G-CSF对豚鼠单个缺血心房肌细胞钙、钠、钾电流的影响  

作　　者：罗涛[1] 郭梅[2] 史成龙[1] 周敏[1] 贾忠伟[1] 浦奎[1] 

机构地区：[1]中国人民解放军第254医院心血管内科,天津300142 [2]中国人民解放军第254医院检验科,天津300142

出　　处：《中国病理生理杂志》2017年第5期857-864,共8页Chinese Journal of Pathophysiology

摘　　要：目的:采用膜片钳全细胞记录方法,观察粒细胞集落刺激因子(G-CSF)急性干预对分离的豚鼠单个缺血心房肌细胞钙、钠、钾电流的影响。方法:使用酶解方法获得豚鼠单个心房肌细胞,在缺血缺氧条件下,采用全细胞膜片钳技术观察记录不同浓度G-CSF急性干预对钙通道电流-电压曲线、激活曲线、失活曲线,钠通道电流-电压曲线、激活曲线、失活曲线、静态失活曲线,延迟整流钾通道及其快成分、慢成分电流-电压曲线的影响。

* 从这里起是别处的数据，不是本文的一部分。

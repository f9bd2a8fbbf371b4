// Copyright 2025 Schelling Point Labs Inc
// SPDX-License-Identifier: AGPL-3.0-only

//! Folio admin REST API server
//!
//! Serves the admin dashboard and public site: authentication and user
//! administration, blog and portfolio content, visitor analytics,
//! notifications, site settings, security monitoring and backups.

pub mod auth;
pub mod config;
pub mod dependencies;
pub mod error;
pub mod handlers;
pub mod middleware;
pub mod server;
pub mod services;
pub mod state;

pub use config::ServerConfig;
pub use error::{ServerError, ServerResult};
pub use server::Server;
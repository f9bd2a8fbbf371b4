// Copyright 2025 Schelling Point Labs Inc
// SPDX-License-Identifier: AGPL-3.0-only

//! Request handlers

pub mod analytics;
pub mod auth;
pub mod backups;
pub mod dashboard;
pub mod health;
pub mod notifications;
pub mod openapi;
pub mod portfolio;
pub mod posts;
pub mod pricing;
pub mod profile;
pub mod public;
pub mod search;
pub mod security;
pub mod settings;
pub mod testimonials;
pub mod users;

use crate::error::ServerResult;
use crate::middleware::ClientInfo;
use crate::state::AppState;
use folio_api_contract::User;

/// Append an admin action to the audit trail
pub(crate) fn audit(
    state: &AppState,
    actor: &User,
    client: &ClientInfo,
    action: &str,
    details: serde_json::Value,
) -> ServerResult<()> {
    state.security.audit(
        action,
        &actor.id,
        details,
        client.ip.as_deref(),
        client.user_agent.as_deref(),
    )?;
    Ok(())
}
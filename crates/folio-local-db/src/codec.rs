// Copyright 2025 Schelling Point Labs Inc
// SPDX-License-Identifier: AGPL-3.0-only

//! Column encoding helpers shared by the stores

use rusqlite::types::{ToSql, Type};
use rusqlite::{ErrorCode, Row};
use serde::de::DeserializeOwned;
use serde::Serialize;
use std::str::FromStr;

pub(crate) fn new_id() -> String {
    uuid::Uuid::new_v4().to_string()
}

/// Read a TEXT column holding an enum's wire name
pub(crate) fn text_enum<T>(row: &Row<'_>, idx: usize) -> rusqlite::Result<T>
where
    T: FromStr,
    T::Err: std::error::Error + Send + Sync + 'static,
{
    let raw: String = row.get(idx)?;
    raw.parse()
        .map_err(|e| rusqlite::Error::FromSqlConversionFailure(idx, Type::Text, Box::new(e)))
}

/// Read a TEXT column holding JSON
pub(crate) fn json<T: DeserializeOwned>(row: &Row<'_>, idx: usize) -> rusqlite::Result<T> {
    let raw: String = row.get(idx)?;
    serde_json::from_str(&raw)
        .map_err(|e| rusqlite::Error::FromSqlConversionFailure(idx, Type::Text, Box::new(e)))
}

pub(crate) fn to_json<T: Serialize + ?Sized>(value: &T) -> crate::Result<String> {
    Ok(serde_json::to_string(value)?)
}

/// Turn a UNIQUE violation into [`crate::Error::Conflict`]
pub(crate) fn conflict_on_unique(
    err: rusqlite::Error,
    message: impl FnOnce() -> String,
) -> crate::Error {
    match &err {
        rusqlite::Error::SqliteFailure(code, _) if code.code == ErrorCode::ConstraintViolation => {
            crate::Error::Conflict(message())
        }
        _ => crate::Error::Sqlite(err),
    }
}

/// `%term%` for case-insensitive `LIKE` searches; wildcards in the term are escaped
pub(crate) fn like_pattern(term: &str) -> String {
    let mut pattern = String::with_capacity(term.len() + 2);
    pattern.push('%');
    for c in term.chars() {
        if matches!(c, '%' | '_' | '\\') {
            pattern.push('\\');
        }
        pattern.push(c);
    }
    pattern.push('%');
    pattern
}

/// Accumulates `AND` clauses and their bound values for list queries
#[derive(Default)]
pub(crate) struct Filter {
    clauses: Vec<String>,
    values: Vec<Box<dyn ToSql>>,
}

impl Filter {
    pub(crate) fn push(&mut self, clause: &str, value: impl ToSql + 'static) {
        self.values.push(Box::new(value));
        self.clauses.push(clause.replace('?', &format!("?{}", self.values.len())));
    }

    /// Push a clause that binds the same value more than once via `?N`-free `{}` slots
    pub(crate) fn push_repeated(&mut self, clause: &str, value: impl ToSql + 'static) {
        self.values.push(Box::new(value));
        self.clauses.push(clause.replace("{}", &format!("?{}", self.values.len())));
    }

    pub(crate) fn where_sql(&self) -> String {
        if self.clauses.is_empty() {
            String::new()
        } else {
            format!(" WHERE {}", self.clauses.join(" AND "))
        }
    }

    /// Append a LIMIT bound after the filter values
    pub(crate) fn limit_sql(&mut self, limit: Option<u32>) -> String {
        match limit {
            Some(limit) => {
                self.values.push(Box::new(limit));
                format!(" LIMIT ?{}", self.values.len())
            }
            None => String::new(),
        }
    }

    pub(crate) fn params(&self) -> impl rusqlite::Params + '_ {
        rusqlite::params_from_iter(self.values.iter().map(|v| v.as_ref()))
    }
}

#[cfg(test)]
mod tests {
    use super::*;

    #[test]
    fn like_pattern_escapes_wildcards() {
        assert_eq!(like_pattern("50%_off"), "%50\\%\\_off%");
    }

    #[test]
    fn filter_numbers_placeholders() {
        let mut filter = Filter::default();
        filter.push("status = ?", "draft".to_string());
        filter.push_repeated("(title LIKE {} OR content LIKE {})", "%x%".to_string());
        assert_eq!(
            filter.where_sql(),
            " WHERE status = ?1 AND (title LIKE ?2 OR content LIKE ?2)"
        );
        assert_eq!(filter.limit_sql(Some(5)), " LIMIT ?3");
    }
}
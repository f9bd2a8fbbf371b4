// Copyright 2025 Schelling Point Labs Inc
// SPDX-License-Identifier: AGPL-3.0-only

//! Pricing plans, listed by their sort order

use crate::auth::{AuthUser, EditorUser};
use crate::error::ServerResult;
use crate::state::AppState;
use axum::{
    extract::{Path, State},
    http::StatusCode,
    Json,
};
use folio_api_contract::{PricingPlan, PricingPlanInput};
use folio_local_db::PricingStore;
use validator::Validate;

pub async fn list_plans(
    State(state): State<AppState>,
    _user: AuthUser,
) -> ServerResult<Json<Vec<PricingPlan>>> {
    Ok(Json(state.db.with_conn(|conn| PricingStore::new(conn).list())?))
}

pub async fn get_plan(
    State(state): State<AppState>,
    _user: AuthUser,
    Path(id): Path<String>,
) -> ServerResult<Json<PricingPlan>> {
    Ok(Json(state.db.with_conn(|conn| PricingStore::new(conn).get(&id))?))
}

pub async fn create_plan(
    State(state): State<AppState>,
    _editor: EditorUser,
    Json(input): Json<PricingPlanInput>,
) -> ServerResult<(StatusCode, Json<PricingPlan>)> {
    input.validate()?;
    let plan = state.db.with_conn(|conn| PricingStore::new(conn).create(&input))?;
    Ok((StatusCode::CREATED, Json(plan)))
}

pub async fn update_plan(
    State(state): State<AppState>,
    _editor: EditorUser,
    Path(id): Path<String>,
    Json(input): Json<PricingPlanInput>,
) -> ServerResult<Json<PricingPlan>> {
    input.validate()?;
    Ok(Json(state.db.with_conn(|conn| PricingStore::new(conn).update(&id, &input))?))
}

pub async fn delete_plan(
    State(state): State<AppState>,
    _editor: EditorUser,
    Path(id): Path<String>,
) -> ServerResult<StatusCode> {
    state.db.with_conn(|conn| PricingStore::new(conn).delete(&id))?;
    Ok(StatusCode::NO_CONTENT)
}
// Copyright 2025 Schelling Point Labs Inc
// SPDX-License-Identifier: AGPL-3.0-only

//! Analytics capture and aggregation types

use crate::content::PostSummary;
use crate::error::ApiContractError;
use crate::types::{CountryCount, EventType, LabeledCounts, NamedValue};
use chrono::{DateTime, NaiveDate, Utc};
use serde::{Deserialize, Serialize};

/// Value recorded for browser/device/os/country when the client omits it
pub const UNKNOWN: &str = "Unknown";

/// Body of `POST /analytics/track`
#[derive(Debug, Clone, Default, Serialize, Deserialize)]
#[cfg_attr(feature = "utoipa", derive(utoipa::ToSchema))]
#[serde(rename_all = "camelCase")]
pub struct TrackEventRequest {
    pub page_url: Option<String>,
    pub user_agent: Option<String>,
    pub browser: Option<String>,
    pub device: Option<String>,
    pub os: Option<String>,
    pub country: Option<String>,
    pub city: Option<String>,
    pub ip: Option<String>,
    pub session_id: Option<String>,
    pub referrer: Option<String>,
    #[serde(default)]
    pub event_type: EventType,
    pub click_x: Option<i64>,
    pub click_y: Option<i64>,
}

impl TrackEventRequest {
    /// Checks the fields each event type requires
    pub fn check(&self) -> Result<(), ApiContractError> {
        if self.page_url.as_deref().map_or(true, str::is_empty) {
            return Err(ApiContractError::MissingField("pageUrl"));
        }
        match self.event_type {
            EventType::Pageview => {
                if self.user_agent.as_deref().map_or(true, str::is_empty) {
                    return Err(ApiContractError::MissingField("userAgent"));
                }
            }
            EventType::Click => {
                if self.click_x.is_none() {
                    return Err(ApiContractError::MissingField("clickX"));
                }
                if self.click_y.is_none() {
                    return Err(ApiContractError::MissingField("clickY"));
                }
            }
        }
        Ok(())
    }
}

/// Stored analytics event
#[derive(Debug, Clone, PartialEq, Serialize, Deserialize)]
#[cfg_attr(feature = "utoipa", derive(utoipa::ToSchema))]
#[serde(rename_all = "camelCase")]
pub struct AnalyticsEvent {
    pub id: String,
    pub page_url: String,
    pub user_agent: Option<String>,
    pub browser: String,
    pub device: String,
    pub os: String,
    pub country: String,
    pub city: Option<String>,
    pub ip: String,
    pub session_id: Option<String>,
    pub referrer: Option<String>,
    pub event_type: EventType,
    pub click_x: Option<i64>,
    pub click_y: Option<i64>,
    pub timestamp: DateTime<Utc>,
}

/// Per-URL view counter for blog pages
#[derive(Debug, Clone, PartialEq, Eq, Serialize, Deserialize)]
#[cfg_attr(feature = "utoipa", derive(utoipa::ToSchema))]
#[serde(rename_all = "camelCase")]
pub struct PageView {
    pub url: String,
    pub post_id: Option<String>,
    pub views: u64,
    pub unique_views: u64,
}

#[derive(Debug, Clone, PartialEq, Serialize, Deserialize)]
#[cfg_attr(feature = "utoipa", derive(utoipa::ToSchema))]
#[serde(rename_all = "camelCase")]
pub struct OverviewStats {
    pub total_views: u64,
    pub views_change: f64,
    pub total_posts: u64,
    pub posts_change: f64,
}

#[derive(Debug, Clone, PartialEq, Eq, Serialize, Deserialize)]
#[cfg_attr(feature = "utoipa", derive(utoipa::ToSchema))]
pub struct DailyCount {
    pub date: NaiveDate,
    pub views: u64,
}

#[derive(Debug, Clone, Default, PartialEq, Eq, Serialize, Deserialize)]
#[cfg_attr(feature = "utoipa", derive(utoipa::ToSchema))]
#[serde(rename_all = "camelCase")]
pub struct OverviewCharts {
    pub daily_views: Vec<DailyCount>,
}

/// `GET /analytics/overview`
#[derive(Debug, Clone, PartialEq, Serialize, Deserialize)]
#[cfg_attr(feature = "utoipa", derive(utoipa::ToSchema))]
#[serde(rename_all = "camelCase")]
pub struct OverviewResponse {
    pub stats: OverviewStats,
    pub charts: OverviewCharts,
    pub popular_posts: Vec<PostSummary>,
    pub recent_activities: Vec<PostSummary>,
}

/// One headline tile on the analytics dashboard
#[derive(Debug, Clone, PartialEq, Serialize, Deserialize)]
#[cfg_attr(feature = "utoipa", derive(utoipa::ToSchema))]
pub struct DashboardStat {
    pub label: String,
    pub value: f64,
    /// Human formatted value, e.g. "2m 45s" or "42.3%"
    pub display: String,
    pub trend: f64,
}

#[derive(Debug, Clone, Default, PartialEq, Eq, Serialize, Deserialize)]
#[cfg_attr(feature = "utoipa", derive(utoipa::ToSchema))]
pub struct TrafficSeries {
    pub labels: Vec<String>,
    pub pageviews: Vec<u64>,
    pub visitors: Vec<u64>,
}

#[derive(Debug, Clone, PartialEq, Eq, Serialize, Deserialize)]
#[cfg_attr(feature = "utoipa", derive(utoipa::ToSchema))]
#[serde(rename_all = "camelCase")]
pub struct PageStat {
    pub url: String,
    pub views: u64,
    pub unique_views: u64,
}

impl From<PageView> for PageStat {
    fn from(view: PageView) -> Self {
        Self {
            url: view.url,
            views: view.views,
            unique_views: view.unique_views,
        }
    }
}

/// `GET /analytics/dashboard`
#[derive(Debug, Clone, PartialEq, Serialize, Deserialize)]
#[cfg_attr(feature = "utoipa", derive(utoipa::ToSchema))]
pub struct DashboardResponse {
    pub stats: Vec<DashboardStat>,
    pub traffic: TrafficSeries,
    pub browsers: LabeledCounts,
    pub devices: LabeledCounts,
    pub locations: Vec<CountryCount>,
    pub pages: Vec<PageStat>,
}

#[derive(Debug, Clone, PartialEq, Serialize, Deserialize)]
#[cfg_attr(feature = "utoipa", derive(utoipa::ToSchema))]
pub struct RecentVisitor {
    pub id: String,
    pub page: String,
    pub browser: String,
    pub device: String,
    pub country: String,
    pub timestamp: DateTime<Utc>,
}

impl From<&AnalyticsEvent> for RecentVisitor {
    fn from(event: &AnalyticsEvent) -> Self {
        Self {
            id: event.id.clone(),
            page: event.page_url.clone(),
            browser: event.browser.clone(),
            device: event.device.clone(),
            country: event.country.clone(),
            timestamp: event.timestamp,
        }
    }
}

/// `GET /analytics/realtime`; share values are rounded percentages
#[derive(Debug, Clone, PartialEq, Serialize, Deserialize)]
#[cfg_attr(feature = "utoipa", derive(utoipa::ToSchema))]
#[serde(rename_all = "camelCase")]
pub struct RealtimeResponse {
    pub active_visitors: u64,
    pub devices: Vec<NamedValue>,
    pub browsers: Vec<NamedValue>,
    pub recent_visitors: Vec<RecentVisitor>,
}

#[derive(Debug, Clone, Default, Serialize, Deserialize)]
#[cfg_attr(feature = "utoipa", derive(utoipa::ToSchema))]
pub struct HeatmapQuery {
    pub page_url: Option<String>,
}

#[derive(Debug, Clone, PartialEq, Eq, Serialize, Deserialize)]
#[cfg_attr(feature = "utoipa", derive(utoipa::ToSchema))]
#[serde(rename_all = "camelCase")]
pub struct HeatmapPoint {
    pub x: i64,
    pub y: i64,
    pub page_url: String,
    pub value: u64,
}
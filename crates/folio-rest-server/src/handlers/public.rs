// Copyright 2025 Schelling Point Labs Inc
// SPDX-License-Identifier: AGPL-3.0-only

//! Unauthenticated reads for the public site; only published content

use crate::error::{ServerError, ServerResult};
use crate::state::AppState;
use axum::{
    extract::{Path, Query, State},
    Json,
};
use folio_api_contract::{
    PortfolioItem, PortfolioStatus, Post, PostFilter, PostStatus, PricingPlan, Testimonial,
};
use folio_local_db::{PortfolioStore, PostStore, PricingStore, TestimonialStore};

pub async fn posts(
    State(state): State<AppState>,
    Query(filter): Query<PostFilter>,
) -> ServerResult<Json<Vec<Post>>> {
    let filter = PostFilter {
        status: Some(PostStatus::Published),
        ..filter
    };
    Ok(Json(state.db.with_conn(|conn| PostStore::new(conn).list(&filter, None))?))
}

pub async fn post_by_slug(
    State(state): State<AppState>,
    Path(slug): Path<String>,
) -> ServerResult<Json<Post>> {
    state
        .db
        .with_conn(|conn| PostStore::new(conn).find_by_slug(&slug))?
        .filter(|post| post.status == PostStatus::Published)
        .map(Json)
        .ok_or_else(|| ServerError::NotFound(format!("post '{slug}' not found")))
}

pub async fn portfolio(State(state): State<AppState>) -> ServerResult<Json<Vec<PortfolioItem>>> {
    let items = state
        .db
        .with_conn(|conn| PortfolioStore::new(conn).list(Some(PortfolioStatus::Published)))?;
    Ok(Json(items))
}

pub async fn testimonials(State(state): State<AppState>) -> ServerResult<Json<Vec<Testimonial>>> {
    Ok(Json(state.db.with_conn(|conn| TestimonialStore::new(conn).list())?))
}

pub async fn pricing(State(state): State<AppState>) -> ServerResult<Json<Vec<PricingPlan>>> {
    Ok(Json(state.db.with_conn(|conn| PricingStore::new(conn).list())?))
}
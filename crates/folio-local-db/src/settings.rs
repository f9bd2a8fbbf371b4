// Copyright 2025 Schelling Point Labs Inc
// SPDX-License-Identifier: AGPL-3.0-only

//! Site settings document

use crate::codec::{json, to_json};
use crate::Result;
use chrono::Utc;
use folio_api_contract::SETTINGS_ID;
use rusqlite::{params, Connection, OptionalExtension};
use serde_json::Value;

pub struct SettingsStore<'a> {
    conn: &'a Connection,
}

impl<'a> SettingsStore<'a> {
    pub fn new(conn: &'a Connection) -> Self {
        Self { conn }
    }

    /// Stored document, if one has ever been written
    pub fn get(&self) -> Result<Option<Value>> {
        Ok(self
            .conn
            .query_row(
                "SELECT document FROM settings WHERE id = ?1",
                params![SETTINGS_ID],
                |row| json(row, 0),
            )
            .optional()?)
    }

    /// Insert or replace the document
    pub fn put(&self, document: &Value) -> Result<()> {
        self.conn.execute(
            "INSERT INTO settings (id, document, updated_at) VALUES (?1, ?2, ?3)
             ON CONFLICT(id) DO UPDATE SET document = excluded.document,
                 updated_at = excluded.updated_at",
            params![SETTINGS_ID, to_json(document)?, Utc::now()],
        )?;
        Ok(())
    }

    pub fn delete_all(&self) -> Result<usize> {
        Ok(self.conn.execute("DELETE FROM settings", [])?)
    }
}

#[cfg(test)]
mod tests {
    use super::*;
    use crate::Database;
    use serde_json::json;

    #[test]
    fn put_replaces_document() {
        let db = Database::open_in_memory().unwrap();
        db.with_conn(|conn| {
            let store = SettingsStore::new(conn);
            assert!(store.get()?.is_none());
            store.put(&json!({"siteName": "A"}))?;
            store.put(&json!({"siteName": "B"}))?;
            assert_eq!(store.get()?, Some(json!({"siteName": "B"})));
            Ok(())
        })
        .unwrap();
    }
}
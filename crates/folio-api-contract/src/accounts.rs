// Copyright 2025 Schelling Point Labs Inc
// SPDX-License-Identifier: AGPL-3.0-only

//! Authentication, user administration and profile types

use crate::security::SecurityLogEntry;
use crate::types::{BanDuration, CountryCount, UserRole, UserStatus};
use crate::validation::validate_link;
use chrono::{DateTime, Utc};
use serde::{Deserialize, Serialize};
use validator::Validate;

/// Credentials posted to `/auth/login`
///
/// Fields default to empty so a missing field is reported as a validation
/// error rather than a body rejection.
#[derive(Debug, Clone, Default, Serialize, Deserialize, Validate)]
#[cfg_attr(feature = "utoipa", derive(utoipa::ToSchema))]
pub struct LoginRequest {
    #[serde(default)]
    #[validate(length(min = 1, message = "email is required"))]
    pub email: String,
    #[serde(default)]
    #[validate(length(min = 1, message = "password is required"))]
    pub password: String,
}

/// Issued session token
#[derive(Debug, Clone, Serialize, Deserialize)]
#[cfg_attr(feature = "utoipa", derive(utoipa::ToSchema))]
#[serde(rename_all = "camelCase")]
pub struct LoginResponse {
    pub token: String,
    pub expires_at: DateTime<Utc>,
    pub user: User,
}

/// Public view of an account. Never carries the password hash.
#[derive(Debug, Clone, PartialEq, Serialize, Deserialize)]
#[cfg_attr(feature = "utoipa", derive(utoipa::ToSchema))]
#[serde(rename_all = "camelCase")]
pub struct User {
    pub id: String,
    pub email: String,
    pub name: String,
    pub role: UserRole,
    pub status: UserStatus,
    #[serde(skip_serializing_if = "Option::is_none")]
    pub image: Option<String>,
    #[serde(skip_serializing_if = "Option::is_none")]
    pub banned_until: Option<DateTime<Utc>>,
    #[serde(skip_serializing_if = "Option::is_none")]
    pub ban_reason: Option<String>,
    pub login_attempts: u32,
    #[serde(skip_serializing_if = "Option::is_none")]
    pub last_login: Option<DateTime<Utc>>,
    pub two_factor_enabled: bool,
    pub created_at: DateTime<Utc>,
    pub updated_at: DateTime<Utc>,
}

/// Admin request to create an account
#[derive(Debug, Clone, Serialize, Deserialize, Validate)]
#[cfg_attr(feature = "utoipa", derive(utoipa::ToSchema))]
pub struct CreateUserRequest {
    #[validate(email(message = "must be a valid email address"))]
    pub email: String,
    #[validate(length(min = 1, max = 120))]
    pub name: String,
    #[validate(length(min = 8, message = "must be at least 8 characters"))]
    pub password: String,
    #[serde(default)]
    pub role: UserRole,
}

/// Admin request to modify an account; absent fields are left untouched
#[derive(Debug, Clone, Default, Serialize, Deserialize, Validate)]
#[cfg_attr(feature = "utoipa", derive(utoipa::ToSchema))]
pub struct UpdateUserRequest {
    #[validate(length(min = 1, max = 120))]
    pub name: Option<String>,
    pub role: Option<UserRole>,
    pub status: Option<UserStatus>,
    pub image: Option<String>,
}

/// Filters for the user list
#[derive(Debug, Clone, Default, Serialize, Deserialize)]
#[cfg_attr(feature = "utoipa", derive(utoipa::ToSchema))]
pub struct UserFilter {
    pub status: Option<UserStatus>,
    pub role: Option<UserRole>,
    pub q: Option<String>,
}

#[derive(Debug, Clone, Serialize, Deserialize, Validate)]
#[cfg_attr(feature = "utoipa", derive(utoipa::ToSchema))]
pub struct BanUserRequest {
    pub duration: BanDuration,
    #[validate(length(min = 1, max = 500))]
    pub reason: String,
}

#[derive(Debug, Clone, Serialize, Deserialize)]
#[cfg_attr(feature = "utoipa", derive(utoipa::ToSchema))]
pub struct UpdateUserStatusRequest {
    pub status: UserStatus,
}

#[derive(Debug, Clone, Serialize, Deserialize, Validate)]
#[cfg_attr(feature = "utoipa", derive(utoipa::ToSchema))]
pub struct ResetPasswordRequest {
    #[validate(length(min = 8, message = "must be at least 8 characters"))]
    pub password: String,
}

#[derive(Debug, Clone, Serialize, Deserialize, Validate)]
#[cfg_attr(feature = "utoipa", derive(utoipa::ToSchema))]
#[serde(rename_all = "camelCase")]
pub struct ChangePasswordRequest {
    #[validate(length(min = 1))]
    pub current_password: String,
    #[validate(length(min = 8, message = "must be at least 8 characters"))]
    pub new_password: String,
}

/// One login attempt, successful or not
#[derive(Debug, Clone, PartialEq, Serialize, Deserialize)]
#[cfg_attr(feature = "utoipa", derive(utoipa::ToSchema))]
#[serde(rename_all = "camelCase")]
pub struct LoginHistoryEntry {
    pub id: String,
    pub user_id: String,
    pub ip: Option<String>,
    pub user_agent: Option<String>,
    pub success: bool,
    pub reason: String,
    pub created_at: DateTime<Utc>,
}

/// Activity feed row
#[derive(Debug, Clone, PartialEq, Serialize, Deserialize)]
#[cfg_attr(feature = "utoipa", derive(utoipa::ToSchema))]
#[serde(rename_all = "camelCase")]
pub struct ActivityEntry {
    pub id: String,
    pub user_id: String,
    pub action: String,
    pub description: String,
    #[cfg_attr(feature = "utoipa", schema(value_type = Object))]
    pub metadata: serde_json::Value,
    pub created_at: DateTime<Utc>,
}

/// Editable profile of the signed-in user
#[derive(Debug, Clone, PartialEq, Serialize, Deserialize)]
#[cfg_attr(feature = "utoipa", derive(utoipa::ToSchema))]
#[serde(rename_all = "camelCase")]
pub struct UserProfile {
    pub name: String,
    pub email: String,
    pub phone: Option<String>,
    pub avatar: Option<String>,
    pub bio: Option<String>,
    pub location: Option<String>,
    pub website: Option<String>,
    #[cfg_attr(feature = "utoipa", schema(value_type = Object))]
    pub social_links: serde_json::Value,
    #[cfg_attr(feature = "utoipa", schema(value_type = Object))]
    pub preferences: serde_json::Value,
}

#[derive(Debug, Clone, Default, Serialize, Deserialize, Validate)]
#[cfg_attr(feature = "utoipa", derive(utoipa::ToSchema))]
#[serde(rename_all = "camelCase")]
pub struct UpdateProfileRequest {
    #[validate(length(min = 1, max = 120))]
    pub name: Option<String>,
    #[validate(length(max = 40))]
    pub phone: Option<String>,
    pub avatar: Option<String>,
    #[validate(length(max = 2000))]
    pub bio: Option<String>,
    pub location: Option<String>,
    #[validate(custom(function = "validate_link"))]
    pub website: Option<String>,
    #[cfg_attr(feature = "utoipa", schema(value_type = Option<Object>))]
    pub social_links: Option<serde_json::Value>,
    #[cfg_attr(feature = "utoipa", schema(value_type = Option<Object>))]
    pub preferences: Option<serde_json::Value>,
}

/// `/user/security` view
#[derive(Debug, Clone, Serialize, Deserialize)]
#[cfg_attr(feature = "utoipa", derive(utoipa::ToSchema))]
#[serde(rename_all = "camelCase")]
pub struct SecurityOverview {
    pub two_factor_enabled: bool,
    pub last_login: Option<DateTime<Utc>>,
    pub login_attempts: u32,
    pub security_logs: Vec<SecurityLogEntry>,
}

#[derive(Debug, Clone, Serialize, Deserialize)]
#[cfg_attr(feature = "utoipa", derive(utoipa::ToSchema))]
#[serde(rename_all = "camelCase")]
pub struct UpdateSecurityRequest {
    pub two_factor_enabled: bool,
}

/// Headline numbers for the user analytics page
#[derive(Debug, Clone, PartialEq, Serialize, Deserialize)]
#[cfg_attr(feature = "utoipa", derive(utoipa::ToSchema))]
#[serde(rename_all = "camelCase")]
pub struct UserStats {
    pub total_users: u64,
    pub active_users: u64,
    pub new_users: u64,
    /// Percentage change of sign-ups versus the previous window, one decimal
    pub user_growth: f64,
}

/// Per-day series; every vector is aligned with `labels`
#[derive(Debug, Clone, Default, PartialEq, Eq, Serialize, Deserialize)]
#[cfg_attr(feature = "utoipa", derive(utoipa::ToSchema))]
#[serde(rename_all = "camelCase")]
pub struct UserGrowthSeries {
    pub labels: Vec<String>,
    pub new_users: Vec<u64>,
    pub active_users: Vec<u64>,
}

#[derive(Debug, Clone, PartialEq, Serialize, Deserialize)]
#[cfg_attr(feature = "utoipa", derive(utoipa::ToSchema))]
#[serde(rename_all = "camelCase")]
pub struct UserAnalyticsResponse {
    pub stats: UserStats,
    pub growth: UserGrowthSeries,
    pub user_locations: Vec<CountryCount>,
}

结果:随G-CSF浓度的增加,缺血心房肌细胞膜L型钙通道电流较缺血对照组有明显增大。当G-CSF浓度超过100μg/kg后,L型钙通道电流的增强维持于同一水平。当给予G-CSF浓度为300μg/kg时最大激活电压发生改变,较前有所增加。激活曲线与失活曲线未见明显改变。不同浓度G-CSF对缺血心房肌细胞膜钠离子通道电流无明显影响。G-CSF干预缺血心房肌细胞膜延迟整流钾电流未见明显改变,但延迟整流钾电流快成分在G-CSF 100μg/kg干预后明显增加,而延迟整流钾电流慢成分未见明显改变。结论:G-CSF对于缺血心房肌细胞部分通道的作用影响基本为非电压依赖性,但具有浓度依赖性,可能减少缺血心房心律失常的发生率。AIM： To observe the effects of granulocyte colony-stimulating factor （G-CSF） on calcium, sodium and potassium ion channel currents of the ischemic atrial myocytes in guinea pig by whole-cell patch clamp technique.METHODS： The guinea pig atrial myocytes were obtained by enzymolysis. Under ischemia and hypoxia condition, whole-cell patch clamp was used to observe the effects of G-CSF at various concentrations on the changes of the I-V curve, activation curve and availability of L-type calcium channel current （ICa,L） and voltage-dependent sodium channel current （INa）, as well as I-V curve of delayed rectifier potassium channel current （IK）.RESULTS： Under ischemic condition, the I-V curves of ICa,L were changed by acute G-CSF intervention in a dose-dependent fashion. Except for G-CSF at dose of 300 μg/kg, the other concentrations of G-CSF did not change the activation curve and availability of ICa,L, indicating that the effects of G-CSF on ICa,L were in a voltage-independent fashion. The I-V curves of ICa,L under ischemic condition were gradually approaching the normal levels by the higher dose of G-CSF, while the effect of 300 μg/kg G-CSF on ICa,L was similar to 100 μg/kg G-CSF. Acute G-CSF intervention at different doses did not change I-V curve, activation curve, and availability or steady-state availability of INa. As a part of IK, the rapid activating component （IKr） was improved by 100 μg/kg and 300 μg/kg G-CSF intervention with the similar effects, while the slowly activating component （IKs） was not changed by G-CSF.CONCLUSION： G-CSF affects ion channel electrophysiological properties of ischemic atrial myocytes in a voltage-independent but concentration-dependent manner, thus reducing the incidence of atrial arrhythmia.

关 键 词：粒细胞集落刺激因子 钠通道 L型钙通道 延迟整流钾通道 心房肌细胞 

分 类 号：R541.7[医药卫生—心血管疾病] R329.24[医药卫生—内科学]